Right? So I mean it's great transparency, right? Most companies don't give us their total bookings. So as long as you guys keep getting these slides, we're going to be able to keep doing the math. When do you think we start seeing that go up?
So if you now -- since you have that chart open, I'm glad to hear it, go to Slide 18, and on Slide 18, what you see is the same chart that we provided to the last three quarters that shows the kind of the expected consumption revenue model ramp-up versus subscription ramp-up. So this is an indicative of what we would expect to see. And as I've outlined, we believe we are in our model that we've outlined to you guys, so we can kind of figure out from here when we should start seeing the ramp up.
Yes, seven quarters through? And where are we now?
So we would have started two quarters ago. So based on this, we are at -- for the first quarter, second, we're on quarter three.
Thank you and one moment for our next question. Our next question comes from the line of Arsenije Matovic with Wolfe Research. Your line is open. Please go ahead.
This is Arsenije on for Gal. It seems like this is now two quarters of coming in above expectations that were initially communicated for progress in the pilot initiative. Should we think about these pilots coming in faster than your initial communication suggested, given the more positive macro outlook you're seeing relative to the first quarter? And then I had one brief follow-up.
I think, Arsenije, like I said, the original assumptions that we provided are still valid. We're seeing great results. We're very excited with the traction with our partners and the number of deals that we're tracking, but we're quite confident with our model at this time.
Got it.
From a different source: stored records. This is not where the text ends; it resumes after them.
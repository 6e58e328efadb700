//! Fixture loading and management.

use serde::{Deserialize, Serialize};
use sha2::{Digest, Sha256};

/// Expected value of one assigning conversion, rendered for comparison.
///
/// Narrow char/string conversions render as `Str` (the engine's UTF-8
/// convention makes them valid strings); wide ones as `Wide`.
#[derive(Debug, Clone, Serialize, Deserialize, PartialEq)]
#[serde(tag = "kind", content = "value", rename_all = "lowercase")]
pub enum ExpectedValue {
    Signed(i64),
    Unsigned(u64),
    Float(f64),
    Str(String),
    Wide(Vec<u32>),
    Count(usize),
}

/// A single fixture test case.
#[derive(Debug, Clone, Serialize, Deserialize)]
pub struct FixtureCase {
    /// Case identifier.
    pub name: String,
    /// Scan input; chars map one-to-one to wide chars.
    pub input: String,
    /// Scan format.
    pub format: String,
    /// POSIX/C spec section reference.
    pub spec_section: String,
    /// Expected return value (assigned count or EOF).
    pub expected_ret: i32,
    /// Expected assigned values, in directive order.
    pub expected_values: Vec<ExpectedValue>,
}

/// A collection of fixture cases.
#[derive(Debug, Clone, Serialize, Deserialize)]
pub struct FixtureSet {
    /// Schema version.
    pub version: String,
    /// Case family name.
    pub family: String,
    /// Individual test cases.
    pub cases: Vec<FixtureCase>,
}

impl FixtureSet {
    /// Load fixture set from JSON string.
    pub fn from_json(json: &str) -> Result<Self, serde_json::Error> {
        serde_json::from_str(json)
    }

    /// Serialize fixture set to JSON string.
    pub fn to_json(&self) -> Result<String, serde_json::Error> {
        serde_json::to_string_pretty(self)
    }

    /// Load fixture set from a file path.
    pub fn from_file(path: &std::path::Path) -> Result<Self, crate::HarnessError> {
        let content = std::fs::read_to_string(path)?;
        Ok(Self::from_json(&content)?)
    }
}

/// SHA-256 digest of fixture bytes, lowercase hex. Used by the artifact
/// index to pin verification runs to exact fixture content.
pub fn sha256_hex(bytes: &[u8]) -> String {
    let mut hasher = Sha256::new();
    hasher.update(bytes);
    let digest = hasher.finalize();
    let mut out = String::with_capacity(64);
    for b in digest {
        out.push_str(&format!("{b:02x}"));
    }
    out
}

/// The built-in conformance corpus the `capture` command writes out.
///
/// One case per behavior family; the expectation values were derived by
/// hand from the POSIX fwscanf rules.
pub fn builtin_corpus() -> FixtureSet {
    use ExpectedValue as V;
    let case = |name: &str,
                input: &str,
                format: &str,
                spec_section: &str,
                expected_ret: i32,
                expected_values: Vec<ExpectedValue>| FixtureCase {
        name: name.into(),
        input: input.into(),
        format: format.into(),
        spec_section: spec_section.into(),
        expected_ret,
        expected_values,
    };

    FixtureSet {
        version: "1".into(),
        family: "wscanf".into(),
        cases: vec![
            case(
                "two_ints",
                "42 7",
                "%d %d",
                "C11 7.29.2.12",
                2,
                vec![V::Signed(42), V::Signed(7)],
            ),
            case("no_conversions", "plain", "plain", "C11 7.29.2.12", 0, vec![]),
            case("empty_input_eof", "", "%d", "C11 7.29.2.2p16", -1, vec![]),
            case(
                "matching_failure_partial",
                "8 x",
                "%d %d",
                "C11 7.29.2.2p16",
                1,
                vec![V::Signed(8)],
            ),
            case(
                "auto_base",
                "0x1f 017 19",
                "%i %i %i",
                "C11 7.29.2.2p12",
                3,
                vec![V::Signed(31), V::Signed(15), V::Signed(19)],
            ),
            case(
                "unsigned_bases",
                "17 ff 19",
                "%o %x %u",
                "C11 7.29.2.2p12",
                3,
                vec![V::Unsigned(15), V::Unsigned(255), V::Unsigned(19)],
            ),
            case(
                "width_splits_field",
                "1234",
                "%2d%2d",
                "C11 7.29.2.2p11",
                2,
                vec![V::Signed(12), V::Signed(34)],
            ),
            case(
                "float_family",
                "2.5 -1e3 0x1p4",
                "%f %e %g",
                "C11 7.29.2.2p12",
                3,
                vec![V::Float(2.5), V::Float(-1000.0), V::Float(16.0)],
            ),
            case(
                "legacy_long_double",
                "3.25",
                "%Lf",
                "legacy long-double convention",
                1,
                vec![V::Float(3.25)],
            ),
            case(
                "string_and_width",
                "  alphabet",
                "%5s",
                "C11 7.29.2.2p12",
                1,
                vec![V::Str("alpha".into())],
            ),
            case(
                "wide_string",
                "wide rest",
                "%ls",
                "C11 7.29.2.2p12",
                1,
                vec![V::Wide("wide".chars().map(|c| c as u32).collect())],
            ),
            case(
                "char_no_skip",
                " x",
                "%c",
                "C11 7.29.2.2p8",
                1,
                vec![V::Str(" ".into())],
            ),
            case(
                "scanset_negated",
                "a,b;rest",
                "%[^;];%s",
                "C11 7.29.2.2p12",
                2,
                vec![V::Str("a,b".into()), V::Str("rest".into())],
            ),
            case(
                "suppression",
                "skip 9",
                "%*s %d",
                "C11 7.29.2.2p9",
                1,
                vec![V::Signed(9)],
            ),
            case(
                "count_directive",
                "ab 12",
                "%s %d%n",
                "C11 7.29.2.2p12",
                2,
                vec![V::Str("ab".into()), V::Signed(12), V::Count(5)],
            ),
            case(
                "percent_escape",
                "50% off",
                "%d%% %s",
                "C11 7.29.2.2p12",
                2,
                vec![V::Signed(50), V::Str("off".into())],
            ),
            case(
                "overflow_clamps",
                "99999999999999999999",
                "%lld",
                "C11 7.29.2.2p12",
                1,
                vec![V::Signed(i64::MAX)],
            ),
        ],
    }
}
That's helpful. And then what caused the large services contribution from Baker Hughes in the quarter? It looks like it was $8.6 million. Did this contribute to the above 90% services gross margin? And can you remind us how COGS associated with Baker Huge service revenue is accounted for?
Perfect. So I think you missed the initial call or initial question for Mike who asked this, and I explained the gross margin impact. But just as a quick recap for you, we have various types of professional services, and we have highly skilled workforce, and we're able to command good premium on those services. And Baker Hughes is one of customers, many customers whom we -- which provide professional services.
Operator, we'll just take one last quick call again.
And our last question is a follow-up question from the line of Michael Turits with KeyBanc. Your line is open. Please go ahead.
Thanks, gentlemen, for letting me get a follow-up. And the guide for next quarter of the $70 million to $72 million, you have that big bump in services, which seem to have come back faster than I think we might have expected. Any sense you can give us for what the trends are for both subscription and services into next quarter, the subscription trend down, flat services to high?
I think we've historically provided that our target is between 10% and 20%, and I think we're going to be in that range quite nicely.
Thank you. And I'm showing no further questions. And I'd like to hand the conference back to Juho Parkkinen for any further remarks.
Awesome. So thanks, everybody, for joining for our third quarter conference call, and we really look forward to chatting with you guys all in the future and thank you for your time.
This concludes today's conference call. Thank you for participating. You may now disconnect.